The FCC will enlist computer and online services companies in a public-private partnership to help small and diverse businesses tap into broadband, and at the same time review its competition rules to make sure those businesses can compete.
That is according to FCC Chairman Julius Genachwoski and the head of the Small Business Administration, Karen Mills, who Thursday outlined the national broadband plan's proposals to help small businesses.
The chairman pointed out that small businesses account for the majority of new jobs. Boosting their broadband profile, he said, would be a double benefit, increasing its profits while allowing it to reduce costs, which would mean even more jobs.
Mills said that while 95% of small businesses have some broadband access, it is mostly consumer grade, and spotty in rural areas.

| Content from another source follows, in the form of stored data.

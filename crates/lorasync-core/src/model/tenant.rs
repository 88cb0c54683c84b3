// ── Tenant configuration ──

use std::collections::BTreeSet;
use std::time::Duration;

use secrecy::SecretString;

use lorasync_api::{NetworkClient, TransportConfig};

/// One connected network-server account plus its platform project bindings.
///
/// `enabled` is operator intent; `active` records that the engine has
/// started processing this configuration. They are independent: the
/// engine flips `active` to follow `enabled`, once per transition.
#[derive(Debug, Clone)]
pub struct TenantConfig {
    pub id: i64,
    pub enabled: bool,
    pub active: bool,
    pub api_base_url: String,
    pub api_token: SecretString,
    pub request_timeout: Duration,
    pub refresh_interval: Duration,
    /// Platform user who receives change notifications.
    pub user_id: String,
    pub project_ids: BTreeSet<String>,
}

impl TenantConfig {
    /// Whether an event for `project_id` belongs to this tenant.
    pub fn applies_to(&self, project_id: &str) -> bool {
        self.enabled && self.project_ids.contains(project_id)
    }

    /// Build a network client honouring this tenant's URL, token and timeout.
    pub fn network_client(&self) -> Result<NetworkClient, lorasync_api::Error> {
        NetworkClient::new(
            &self.api_base_url,
            &self.api_token,
            &TransportConfig::with_timeout(self.request_timeout),
        )
    }
}
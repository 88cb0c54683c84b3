// Network-server (LORIOT-style) REST client.
//
// Base path: /1/nwk/
// Auth: `Authorization: Bearer <token>` per tenant.

pub mod client;
pub mod types;

pub use client::NetworkClient;
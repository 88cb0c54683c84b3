//! Asset-listener WebSocket stream with unconditional reconnect.
//!
//! Connects to the platform's `asset-listener` endpoint and forwards every
//! decoded [`AssetListen`] frame through a bounded [`tokio::sync::mpsc`]
//! channel. The consumer reads frames one at a time, so a slow consumer
//! applies backpressure to the socket instead of losing events.
//!
//! Any connection loss, clean or not, waits a fixed delay and reconnects.
//! There is no retry cap: the listener runs for the life of the process
//! unless cancelled.
//!
//! # Example
//!
//! ```rust,ignore
//! let cancel = CancellationToken::new();
//! let (handle, mut rx) = AssetListenerHandle::spawn(
//!     platform.listener_url()?,
//!     platform.api_key().clone(),
//!     ReconnectPolicy::default(),
//!     cancel.clone(),
//! );
//! while let Some(frame) = rx.recv().await {
//!     println!("{:?} {:?}", frame.asset.id, frame.status_code);
//! }
//! handle.join().await;
//! ```

use std::time::Duration;

use futures_util::StreamExt;
use secrecy::{ExposeSecret, SecretString};
use tokio::sync::mpsc;
use tokio::task::JoinHandle;
use tokio_tungstenite::tungstenite::{self, ClientRequestBuilder};
use tokio_util::sync::CancellationToken;
use url::Url;

use crate::error::Error;
use crate::platform::client::API_KEY_HEADER;
use crate::platform::types::AssetListen;

// ── Channel capacity ─────────────────────────────────────────────────

const FRAME_CHANNEL_CAPACITY: usize = 256;

// ── ReconnectPolicy ──────────────────────────────────────────────────

/// Constant-delay, unbounded reconnect policy.
#[derive(Debug, Clone, PartialEq, Eq)]
pub struct ReconnectPolicy {
    /// Pause between a lost connection and the next attempt. Default: 5s.
    pub delay: Duration,
}

impl Default for ReconnectPolicy {
    fn default() -> Self {
        Self {
            delay: Duration::from_secs(5),
        }
    }
}

// ── AssetListenerHandle ──────────────────────────────────────────────

/// Handle to the background listener task.
pub struct AssetListenerHandle {
    cancel: CancellationToken,
    task: JoinHandle<()>,
}

impl AssetListenerHandle {
    /// Spawn the connect/read/reconnect loop and return the frame receiver.
    ///
    /// Returns immediately; the first connection attempt happens in the
    /// background task.
    pub fn spawn(
        ws_url: Url,
        api_key: SecretString,
        policy: ReconnectPolicy,
        cancel: CancellationToken,
    ) -> (Self, mpsc::Receiver<AssetListen>) {
        let (frame_tx, frame_rx) = mpsc::channel(FRAME_CHANNEL_CAPACITY);

        let task_cancel = cancel.clone();
        let task = tokio::spawn(async move {
            listen_loop(ws_url, api_key, frame_tx, policy, task_cancel).await;
        });

        (Self { cancel, task }, frame_rx)
    }

    /// Stop the task and wait for it to exit.
    pub async fn join(self) {
        self.cancel.cancel();
        if let Err(e) = self.task.await {
            tracing::warn!(error = %e, "asset listener task ended abnormally");
        }
    }
}

// ── Background reconnection loop ─────────────────────────────────────

/// Main loop: connect → read → on loss, wait → reconnect. Forever.
async fn listen_loop(
    ws_url: Url,
    api_key: SecretString,
    frame_tx: mpsc::Sender<AssetListen>,
    policy: ReconnectPolicy,
    cancel: CancellationToken,
) {
    loop {
        let result = tokio::select! {
            biased;
            () = cancel.cancelled() => break,
            result = connect_and_read(&ws_url, &api_key, &frame_tx, &cancel) => result,
        };

        match result {
            Ok(ReadEnd::ConsumerGone) => {
                tracing::debug!("asset frame consumer dropped, stopping listener");
                break;
            }
            Ok(ReadEnd::Closed) => tracing::warn!("asset listener connection closed"),
            Err(e) => tracing::error!(error = %e, "asset listener failed"),
        }

        tracing::warn!(
            delay = ?policy.delay,
            "asset listener connection broke, reconnecting"
        );

        tokio::select! {
            biased;
            () = cancel.cancelled() => break,
            () = tokio::time::sleep(policy.delay) => {}
        }
    }

    tracing::debug!("asset listener loop exiting");
}

/// Why a single connection's read loop stopped without an error.
#[derive(Debug, PartialEq, Eq)]
enum ReadEnd {
    Closed,
    ConsumerGone,
}

// ── Single connection lifecycle ──────────────────────────────────────

/// Establish one WebSocket connection and forward frames until it drops.
async fn connect_and_read(
    url: &Url,
    api_key: &SecretString,
    frame_tx: &mpsc::Sender<AssetListen>,
    cancel: &CancellationToken,
) -> Result<ReadEnd, Error> {
    tracing::info!(url = %url, "connecting to asset listener");

    let uri: tungstenite::http::Uri = url
        .as_str()
        .parse()
        .map_err(|e: tungstenite::http::uri::InvalidUri| Error::WebSocketConnect(e.to_string()))?;

    let request = ClientRequestBuilder::new(uri)
        .with_header(API_KEY_HEADER, api_key.expose_secret().to_owned());

    let (ws_stream, _response) = tokio_tungstenite::connect_async(request)
        .await
        .map_err(|e| Error::WebSocketConnect(e.to_string()))?;

    tracing::debug!("started asset listener");

    let (_write, mut read) = ws_stream.split();

    loop {
        let frame = tokio::select! {
            biased;
            () = cancel.cancelled() => return Ok(ReadEnd::Closed),
            frame = read.next() => frame,
        };

        match frame {
            Some(Ok(tungstenite::Message::Text(text))) => {
                for listen in parse_frame(&text) {
                    if frame_tx.send(listen).await.is_err() {
                        return Ok(ReadEnd::ConsumerGone);
                    }
                }
            }
            Some(Ok(tungstenite::Message::Close(frame))) => {
                if let Some(ref cf) = frame {
                    tracing::info!(
                        code = %cf.code,
                        reason = %cf.reason,
                        "asset listener close frame"
                    );
                }
                return Ok(ReadEnd::Closed);
            }
            Some(Err(e)) => return Err(Error::WebSocketConnect(e.to_string())),
            None => return Ok(ReadEnd::Closed),
            // Ping is answered by tungstenite; binary/pong frames carry nothing for us.
            Some(Ok(_)) => {}
        }
    }
}

// ── Frame parsing ────────────────────────────────────────────────────

/// Decode a text frame holding one asset-listen object or an array of them.
///
/// Malformed frames are logged and yield nothing.
pub fn parse_frame(text: &str) -> Vec<AssetListen> {
    if let Ok(single) = serde_json::from_str::<AssetListen>(text) {
        return vec![single];
    }
    match serde_json::from_str::<Vec<AssetListen>>(text) {
        Ok(many) => many,
        Err(e) => {
            tracing::debug!(error = %e, "failed to parse asset listener frame");
            Vec::new()
        }
    }
}

// ── Tests ────────────────────────────────────────────────────────────

#[cfg(test)]
#[allow(clippy::unwrap_used)]
mod tests {
    use std::net::SocketAddr;

    use futures_util::SinkExt;
    use tokio::net::TcpListener;

    use super::*;

    const RECV_TIMEOUT: Duration = Duration::from_secs(5);

    fn quick_policy() -> ReconnectPolicy {
        ReconnectPolicy {
            delay: Duration::from_millis(20),
        }
    }

    fn ws_url(addr: SocketAddr) -> Url {
        Url::parse(&format!("ws://{addr}/ws/asset-listener")).unwrap()
    }

    fn frame(id: i32) -> String {
        format!(r#"{{"id": {id}, "projectId": "P1", "deviceIds": null, "statusCode": 200}}"#)
    }

    /// Complete one WebSocket handshake, send `text`, then close.
    async fn serve_once(listener: &TcpListener, text: &str) {
        let (tcp, _) = listener.accept().await.unwrap();
        let mut ws = tokio_tungstenite::accept_async(tcp).await.unwrap();
        ws.send(tungstenite::Message::text(text)).await.unwrap();
        ws.close(None).await.unwrap();
    }

    async fn next_id(rx: &mut mpsc::Receiver<AssetListen>) -> Option<i32> {
        tokio::time::timeout(RECV_TIMEOUT, rx.recv())
            .await
            .unwrap()
            .unwrap()
            .asset
            .id
    }

    #[test]
    fn default_policy_is_five_seconds() {
        assert_eq!(ReconnectPolicy::default().delay, Duration::from_secs(5));
    }

    #[tokio::test]
    async fn reconnects_after_lost_connection_and_failed_handshake() {
        let listener = TcpListener::bind("127.0.0.1:0").await.unwrap();
        let addr = listener.local_addr().unwrap();
        let cancel = CancellationToken::new();
        let (handle, mut rx) = AssetListenerHandle::spawn(
            ws_url(addr),
            SecretString::from("platform-key".to_string()),
            quick_policy(),
            cancel.clone(),
        );

        serve_once(&listener, &frame(1)).await;
        assert_eq!(next_id(&mut rx).await, Some(1));

        // Plain TCP accept dropped before the upgrade: the subscription fails.
        let (tcp, _) = listener.accept().await.unwrap();
        drop(tcp);

        serve_once(&listener, &frame(2)).await;
        assert_eq!(next_id(&mut rx).await, Some(2));

        handle.join().await;
        assert!(cancel.is_cancelled());
    }

    #[tokio::test]
    async fn refused_connection_is_retried() {
        let reserved = TcpListener::bind("127.0.0.1:0").await.unwrap();
        let addr = reserved.local_addr().unwrap();
        drop(reserved);

        let (handle, mut rx) = AssetListenerHandle::spawn(
            ws_url(addr),
            SecretString::from("platform-key".to_string()),
            quick_policy(),
            CancellationToken::new(),
        );

        // Let several connects be refused before anything listens.
        tokio::time::sleep(Duration::from_millis(150)).await;
        let listener = TcpListener::bind(addr).await.unwrap();
        serve_once(&listener, &frame(7)).await;

        assert_eq!(next_id(&mut rx).await, Some(7));
        handle.join().await;
    }

    #[test]
    fn null_device_ids_keep_the_frame() {
        let frames = parse_frame(&frame(42));
        assert_eq!(frames.len(), 1);
        assert!(frames[0].asset.device_ids.is_empty());
    }

    #[test]
    fn parses_single_object_frame() {
        let frames = parse_frame(
            r#"{"id": 42, "projectId": "P1", "deviceIds": ["0123456789ABCDEF"], "statusCode": 200}"#,
        );
        assert_eq!(frames.len(), 1);
        assert_eq!(frames[0].asset.id, Some(42));
        assert_eq!(frames[0].status_code, Some(200));
    }

    #[test]
    fn parses_array_frame() {
        let frames = parse_frame(
            r#"[{"id": 1, "projectId": "P1", "statusCode": 201},
                {"id": 2, "projectId": "P1", "statusCode": 204}]"#,
        );
        assert_eq!(frames.len(), 2);
        assert_eq!(frames[1].status_code, Some(204));
    }

    #[test]
    fn malformed_frame_yields_nothing() {
        assert!(parse_frame("not json at all").is_empty());
    }
}
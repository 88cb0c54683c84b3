// ── Core error types ──
//
// Errors surfaced by the engine to its callers (HTTP front door, CLI).
// Network-server failures are wrapped with the tenant and URL they came
// from; callers never match on `lorasync_api::Error` directly.

use thiserror::Error;

use crate::store::StoreError;

/// Unified error type for the core crate.
#[derive(Debug, Error)]
pub enum CoreError {
    // ── Input errors ─────────────────────────────────────────────────
    #[error("Validation failed for {field}: {reason}")]
    Validation { field: String, reason: String },

    #[error("No enabled configuration matches the request")]
    NoMatchingConfiguration,

    // ── Upstream errors ──────────────────────────────────────────────
    #[error("Upstream call for configuration {tenant_id} failed: {message}")]
    Upstream {
        tenant_id: i64,
        url: Option<String>,
        status: Option<u16>,
        message: String,
    },

    // ── Persistence errors ───────────────────────────────────────────
    #[error("Persistence error: {0}")]
    Persistence(#[from] StoreError),
}

impl CoreError {
    pub fn validation(field: impl Into<String>, reason: impl Into<String>) -> Self {
        Self::Validation {
            field: field.into(),
            reason: reason.into(),
        }
    }

    /// Attribute a network-server or platform failure to a tenant.
    pub fn upstream(tenant_id: i64, err: &lorasync_api::Error) -> Self {
        Self::Upstream {
            tenant_id,
            url: err.url(),
            status: err.status(),
            message: err.to_string(),
        }
    }
}

#[cfg(test)]
mod tests {
    use super::*;

    #[test]
    fn upstream_carries_status_and_url() {
        let api = lorasync_api::Error::Status {
            status: 503,
            url: "https://nwk.example/1/nwk/apps".into(),
            message: "unavailable".into(),
        };
        let err = CoreError::upstream(7, &api);
        match &err {
            CoreError::Upstream {
                tenant_id, status, url, ..
            } => {
                assert_eq!(*tenant_id, 7);
                assert_eq!(*status, Some(503));
                assert_eq!(url.as_deref(), Some("https://nwk.example/1/nwk/apps"));
            }
            other => panic!("unexpected {other:?}"),
        }
        assert!(err.to_string().contains("configuration 7"));
    }

    #[test]
    fn validation_names_the_field() {
        let err = CoreError::validation("devEUI", "not hex");
        assert_eq!(err.to_string(), "Validation failed for devEUI: not hex");
    }
}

Genachowski said the broadband plan, due to Congress March 17, will look to improve access in rural areas, and provide "fatter and more robust" pipes in larger cities. He pointed out that 26% of rural small businesses don't have access to cable modem service, and 9% don't have access even to DSL.
He also said that half of small businesses don't take advantage of mobile broadband and suggested that needed to change as well.
Among the broadband plan's small business elements will be to review the FCC's competition rules, Genachowski said, to make sure small businesses benefit from "robust competition."
It will also suggest funding new small business and women's development centers to give small and diverse businesses both the access to broadband and the education and tools to use it to their best advantage to compete in current markets and find new ones.
Genachowski said he would look to the hardware, software, and online services sectors to provide some of the tools, training and funding for the public-private partnership.
Mills said broadband was critical so small business' long-term interests.
The FCC has been previewing various working recommendations of the plan over the past several weeks.